Pet parrots were imported to Europe from South, North and Central America from early in the 16th century. African and Asian parrots were already popular by this time. For example, Prince Henry Tudor, later Henry VIII, had an African Grey as early as 1504.
Parrots were being kept as pets in America way back in ancient history, in their native countries. The first pet parrots in Brazil date from 5,000 years ago, and they were popular household companions in the Pacific islands too. In India they were being kept as pets 3,000 years ago; in Egypt 2,000 years ago; and in China 1800 years ago.
Alexander the Great was a parrot fan. He is credited with bringing the first Ring-necked Parakeets to Greece in 327BC, and the Alexandrine Parakeet takes its name from him. The Romans were parrot keepers too, and the hobby spread through the Empire (although the birds never reached the British Isles, as far as we can tell). They are mentioned by proto-naturalist Pliny the Elder - in 77BC he wrote instructions for teaching the birds to talk. This involved hitting them on the head – definitely a piece of advice to ignore!
The Alexandrine Parakeet was named after parrot-lover Alexander the Great
Parrot sales slumped in Europe after the fall of the Roman Empire. The renaissance came when Christopher Columbus brought Amazon parrots back to Spain in the late 15th century, gifts to the Spanish king and queen from some of the native Americans that Columbus met.
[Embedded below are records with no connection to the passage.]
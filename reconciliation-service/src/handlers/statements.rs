use axum::{extract::State, Json};
use service_core::error::AppError;
use service_core::middleware::ActorContext;
use tracing::instrument;
use validator::Validate;

use crate::dtos::{ParsedStatementResponse, ReconciliationResponse, StatementUpload};
use crate::formats::{self, ParsedFile};
use crate::services::{self, statement_fingerprint};
use crate::startup::AppState;

/// Validate, decode and parse an upload, recording import metrics.
fn load(state: &AppState, req: &StatementUpload) -> Result<(ParsedFile, String), AppError> {
    req.validate()?;
    let bytes = req.decode_content()?;
    if bytes.len() > state.config.max_upload_bytes {
        return Err(AppError::BadRequest(anyhow::anyhow!(
            "file exceeds the {} byte upload limit",
            state.config.max_upload_bytes
        )));
    }

    match formats::parse_file(&req.filename, &bytes, req.format, state.clock.now()) {
        Ok(file) => {
            services::record_statement_import(file.format.name(), "parsed");
            services::record_skipped_lines(file.format.name(), file.metadata.skipped_lines);
            Ok((file, statement_fingerprint(&bytes)))
        }
        Err(e) => {
            let label = req.format.map_or("unknown", |f| f.name());
            services::record_statement_import(label, "rejected");
            tracing::warn!(filename = %req.filename, error = %e, "Bank file rejected");
            let err = AppError::from(e);
            services::record_error(err.kind());
            Err(err)
        }
    }
}

#[instrument(skip_all, fields(filename = %req.filename))]
pub async fn parse_statement(
    State(state): State<AppState>,
    Json(req): Json<StatementUpload>,
) -> Result<Json<ParsedStatementResponse>, AppError> {
    let (file, _) = load(&state, &req)?;
    Ok(Json(file.into()))
}

#[instrument(skip_all, fields(filename = %req.filename, actor = %actor.user_id))]
pub async fn reconcile_statement(
    State(state): State<AppState>,
    actor: ActorContext,
    Json(req): Json<StatementUpload>,
) -> Result<Json<ReconciliationResponse>, AppError> {
    let (file, fingerprint) = load(&state, &req)?;

    let run = state
        .store
        .reconcile_statement(&fingerprint, &file.records, state.clock.now(), &actor)
        .await
        .inspect_err(|e| {
            services::record_reconciliation_run("failed");
            services::record_error(e.kind());
        })?;

    if run.already_processed {
        services::record_reconciliation_run("duplicate");
    } else {
        services::record_reconciliation_run("applied");
        services::record_matches("matched", run.outcome.matched.len());
        services::record_matches("unmatched", run.outcome.unmatched.len());
        services::record_matches("duplicate", run.outcome.duplicates.len());
    }

    Ok(Json(ReconciliationResponse::new(file, run)))
}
These American Parrots opened the floodgates to parrot-keeping, most of them confined to settlers in the unfolding lands of South, Central and North America and the West Indies. The key to their popularity was threefold - they were highly intelligent, beautiful to look at, and could - sometimes - be taught to talk. The famous 10th century AD book the Kama Sutra, (more famous for advice of a different kind), says that one of the 63 things a man must master in life is teaching a parrot to talk.
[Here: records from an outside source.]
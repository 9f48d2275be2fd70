//! Correlates parsed bank records with known payments and derives the status
//! transitions they imply.
//!
//! [`reconcile`] is pure: it returns the updated payments and their audit
//! entries without touching any store, and either computes the whole outcome
//! or fails without one.

use std::collections::{HashMap, HashSet};

use chrono::{DateTime, Utc};
use serde::Serialize;
use service_core::audit::AuditEntry;
use service_core::middleware::ActorContext;
use thiserror::Error;
use uuid::Uuid;

use crate::models::{
    BankRecord, DebitCredit, Payment, PaymentDirection, PaymentError, PaymentStatus, StatusChange,
};

#[derive(Debug, Clone, PartialEq, Eq, Error)]
pub enum ReconcileError {
    #[error("reference \"{reference}\" matches more than one payment")]
    MatchAmbiguity { reference: String },

    #[error(transparent)]
    Payment(#[from] PaymentError),
}

#[derive(Debug, Clone, PartialEq, Serialize)]
pub struct MatchedPayment {
    /// Payment after any transition was applied.
    pub payment: Payment,
    pub record: BankRecord,
    pub transition: Option<StatusChange>,
}

#[derive(Debug, Clone, PartialEq, Serialize)]
pub struct PaymentAudit {
    pub payment_id: Uuid,
    pub entry: AuditEntry,
}

#[derive(Debug, Clone, Default, PartialEq, Serialize)]
pub struct ReconciliationOutcome {
    pub matched: Vec<MatchedPayment>,
    pub updated_count: usize,
    pub unmatched: Vec<BankRecord>,
    pub duplicates: Vec<BankRecord>,
    pub audit: Vec<PaymentAudit>,
}

impl ReconciliationOutcome {
    pub fn updated_payments(&self) -> impl Iterator<Item = &Payment> {
        self.matched
            .iter()
            .filter(|m| m.transition.is_some())
            .map(|m| &m.payment)
    }
}

/// A record signals failure when the bank returned it, or when money moved
/// the opposite way to what the payment expects.
pub fn is_failure(record: &BankRecord, payment: &Payment) -> bool {
    if record.return_code.is_some() {
        return true;
    }
    matches!(
        (payment.direction, record.dc),
        (PaymentDirection::Incoming, DebitCredit::Debit)
            | (PaymentDirection::Outgoing, DebitCredit::Credit)
    )
}

fn failure_details(record: &BankRecord, payment: &Payment) -> String {
    if let Some(narrative) = record.narrative.as_deref().filter(|n| !n.is_empty()) {
        return narrative.to_string();
    }
    if let Some(code) = record.return_code.as_deref() {
        return format!("returned by bank with code {code}");
    }
    let (moved, expected) = match payment.direction {
        PaymentDirection::Incoming => ("debit", "incoming"),
        PaymentDirection::Outgoing => ("credit", "outgoing"),
    };
    format!("bank reported a {moved} for an {expected} payment")
}

/// Status a payment moves to given one matching record, if any.
fn next_status(payment: &Payment, failure: bool) -> Option<PaymentStatus> {
    match (payment.status, failure) {
        (PaymentStatus::Processed, false) => Some(PaymentStatus::Reconciled),
        (PaymentStatus::Pending | PaymentStatus::Processed, true) => Some(PaymentStatus::Failed),
        _ => None,
    }
}

pub fn reconcile(
    records: &[BankRecord],
    payments: &[Payment],
    now: DateTime<Utc>,
    actor: &ActorContext,
) -> Result<ReconciliationOutcome, ReconcileError> {
    let mut by_reference: HashMap<&str, Vec<usize>> = HashMap::new();
    for (i, payment) in payments.iter().enumerate() {
        by_reference
            .entry(payment.reference.trim())
            .or_default()
            .push(i);
    }

    let mut outcome = ReconciliationOutcome::default();
    let mut seen: HashSet<usize> = HashSet::new();

    for record in records.iter().filter(|r| r.is_transaction()) {
        let reference = record.reference.trim();
        let candidates = match by_reference.get(reference) {
            Some(c) if !reference.is_empty() => c,
            _ => {
                outcome.unmatched.push(record.clone());
                continue;
            }
        };
        let index = match candidates.as_slice() {
            [only] => *only,
            _ => {
                return Err(ReconcileError::MatchAmbiguity {
                    reference: reference.to_string(),
                });
            }
        };
        if !seen.insert(index) {
            outcome.duplicates.push(record.clone());
            continue;
        }

        let payment = &payments[index];
        if record.abs_amount() != payment.amount.abs() {
            tracing::warn!(
                payment_id = %payment.id,
                reference,
                expected = %payment.amount,
                reported = %record.abs_amount(),
                "Bank amount differs from payment amount"
            );
        }

        let failure = is_failure(record, payment);
        let Some(to) = next_status(payment, failure) else {
            outcome.matched.push(MatchedPayment {
                payment: payment.clone(),
                record: record.clone(),
                transition: None,
            });
            continue;
        };

        let details = failure.then(|| failure_details(record, payment));
        let updated = payment.transition(to, details.clone(), now)?;
        let change = StatusChange {
            from: payment.status,
            to,
        };

        let summary = match &details {
            Some(reason) => format!(
                "{} -> {} from statement line {}: {reason}",
                change.from, change.to, record.line_number
            ),
            None => format!(
                "{} -> {} from statement line {} ({} {})",
                change.from,
                change.to,
                record.line_number,
                record.abs_amount(),
                record.currency
            ),
        };
        outcome.audit.push(PaymentAudit {
            payment_id: payment.id,
            entry: AuditEntry::new(now, format!("payment_{}", to.as_str()), actor, summary, None),
        });
        outcome.updated_count += 1;
        outcome.matched.push(MatchedPayment {
            payment: updated,
            record: record.clone(),
            transition: Some(change),
        });
    }

    tracing::debug!(
        matched = outcome.matched.len(),
        updated = outcome.updated_count,
        unmatched = outcome.unmatched.len(),
        duplicates = outcome.duplicates.len(),
        "Reconciliation computed"
    );
    Ok(outcome)
}

#[cfg(test)]
mod tests {
    use super::*;
    use crate::models::{PaymentType, RecordType};
    use rust_decimal::Decimal;
    use rust_decimal_macros::dec;

    fn record(reference: &str, amount: Decimal) -> BankRecord {
        BankRecord {
            record_type: RecordType::Transaction,
            amount,
            dc: DebitCredit::from_amount(amount),
            currency: "EUR".into(),
            value_date: None,
            reference: reference.into(),
            narrative: None,
            return_code: None,
            line_number: 2,
            raw_line: String::new(),
        }
    }

    fn payment(reference: &str, status: PaymentStatus) -> Payment {
        let mut p = Payment::new(
            reference,
            dec!(100),
            "EUR",
            PaymentDirection::Incoming,
            PaymentType::DirectDebit,
            None,
            Utc::now(),
        );
        p.status = status;
        p
    }

    fn actor() -> ActorContext {
        ActorContext::new("u-7", Some("Tesoreria".into()))
    }

    #[test]
    fn test_processed_payment_is_reconciled() {
        let payments = vec![payment("INV-1", PaymentStatus::Processed)];
        let out = reconcile(&[record("INV-1", dec!(100))], &payments, Utc::now(), &actor())
            .unwrap();
        assert_eq!(out.updated_count, 1);
        assert_eq!(out.matched[0].payment.status, PaymentStatus::Reconciled);
        assert_eq!(out.audit.len(), 1);
        assert_eq!(out.audit[0].entry.action, "payment_reconciled");
        assert_eq!(out.audit[0].entry.actor, "Tesoreria");
    }

    #[test]
    fn test_return_code_fails_payment_with_details() {
        let payments = vec![payment("INV-1", PaymentStatus::Pending)];
        let mut r = record("INV-1", dec!(100));
        r.return_code = Some("AM04".into());
        let out = reconcile(&[r], &payments, Utc::now(), &actor()).unwrap();
        let updated = &out.matched[0].payment;
        assert_eq!(updated.status, PaymentStatus::Failed);
        assert_eq!(
            updated.error_details.as_deref(),
            Some("returned by bank with code AM04")
        );
    }

    #[test]
    fn test_opposite_direction_is_a_failure_using_narrative() {
        let payments = vec![payment("INV-1", PaymentStatus::Processed)];
        let mut r = record("INV-1", dec!(-100));
        r.narrative = Some("DEVOLUCION RECIBO".into());
        let out = reconcile(&[r], &payments, Utc::now(), &actor()).unwrap();
        assert_eq!(out.matched[0].payment.status, PaymentStatus::Failed);
        assert_eq!(
            out.matched[0].payment.error_details.as_deref(),
            Some("DEVOLUCION RECIBO")
        );
    }

    #[test]
    fn test_pending_success_matches_without_transition() {
        let payments = vec![payment("INV-1", PaymentStatus::Pending)];
        let out = reconcile(&[record("INV-1", dec!(100))], &payments, Utc::now(), &actor())
            .unwrap();
        assert_eq!(out.matched.len(), 1);
        assert!(out.matched[0].transition.is_none());
        assert_eq!(out.updated_count, 0);
        assert!(out.audit.is_empty());
    }

    #[test]
    fn test_second_run_is_idempotent() {
        let payments = vec![payment("INV-1", PaymentStatus::Processed)];
        let records = [record("INV-1", dec!(100))];
        let first = reconcile(&records, &payments, Utc::now(), &actor()).unwrap();
        let updated: Vec<Payment> = first.updated_payments().cloned().collect();

        let second = reconcile(&records, &updated, Utc::now(), &actor()).unwrap();
        assert_eq!(second.updated_count, 0);
        assert!(second.audit.is_empty());
        assert_eq!(second.matched[0].payment.status, PaymentStatus::Reconciled);
    }

    #[test]
    fn test_unknown_and_duplicate_records() {
        let payments = vec![payment("INV-1", PaymentStatus::Processed)];
        let mut header = record("INV-1", dec!(100));
        header.record_type = RecordType::Header;
        let records = [
            header,
            record("INV-1", dec!(100)),
            record("INV-1", dec!(100)),
            record("UNKNOWN", dec!(5)),
            record("   ", dec!(5)),
        ];
        let out = reconcile(&records, &payments, Utc::now(), &actor()).unwrap();
        assert_eq!(out.matched.len(), 1);
        assert_eq!(out.duplicates.len(), 1);
        assert_eq!(out.unmatched.len(), 2);
        assert_eq!(out.audit.len(), 1);
    }

    #[test]
    fn test_shared_reference_is_ambiguous() {
        let payments = vec![
            payment("INV-1", PaymentStatus::Processed),
            payment("INV-1", PaymentStatus::Processed),
        ];
        let err = reconcile(&[record("INV-1", dec!(100))], &payments, Utc::now(), &actor())
            .unwrap_err();
        assert_eq!(
            err,
            ReconcileError::MatchAmbiguity {
                reference: "INV-1".into()
            }
        );
    }
}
Blue-fronted Amazon Parrots - one of the many species kept as pets in the Americas since the early 16th century
Parrots enjoyed yet another vogue in 18th century Europe, inspired by the aviaries of French “Sun King” Louis XIV at Versailles. Many aristocrats bought parrots as 'must have' drawing room accessories.
Modern parrot-keeping, as a hobby that transcends social classes and countries, began in the 1800s when Australian birds appeared on the European scene and the Budgerigar trade boomed.
Parrot-keeping had its own version of the Black Death in the 1920s when the disease Psittacosis, aka Parrot fever, appeared in aviary birds. The parrot trade only began to recover in the 1950s. Since the 1970s, according to a largely unprovable factoid, the average town-dweller in the USA has never been much more than 100 yards away from a pet parrot, a testament to the popularity of the psittacines. Of these millions of birds, it is the Budgie and Cockatiel that make up the bulk of the numbers.
In the '50s the pet trade was often cruel and ruthless, with birds packed in crates on the brutal economic principle that a 50% survival rate was acceptable. Mercifully, in the 1960s pet trade legislation was tightened up across the world (although illegal imports of parrots are still reported in the news occasionally). However, most of the birds you see in captivity these days are captive-bred. For the many endangered species, this captive breeding is a vital lifeline. The World Parrot Trust was founded in 1989 with the sole objective or protecting parrots - with almost 400 extant species - across the world.
President Andrew Jackson’s Parrot
President Andrew "Old Hickory" Jackson famously had a pet parrot that squawked obscenities during his owner's funeral and had to be removed from the building! Jackson was the country's 7th president from 1829 to 1837, and a trendsetter in the keeping of larger parrots. His pet was an African Grey called Poll.
African Grey Parrot - just like the one that cursed at Old Hickory's funeral!
Presidents With Parrots
George Washington's wife had a parrot in residence too, as did James Madison’s wife. Ulysses S. Grant was another keen parrot keeper.
William McKinley's Mexican parrot was called Washington Post - a publication that was soon reporting the assassination of this unfortunate 25th president. Teddy Roosevelt was a multiple parrot keeper, with two birds of his own and a pet macaw for his son.
Dwight Eisenhower's pet parakeet Gabby was buried in 1957 in the executive mansion at The White House. JFK kept two parakeets, Bluebell and Marybelle, along with a canary called Robin. Lyndon Johnson showed his soft side too, keeping a pair of lovebirds.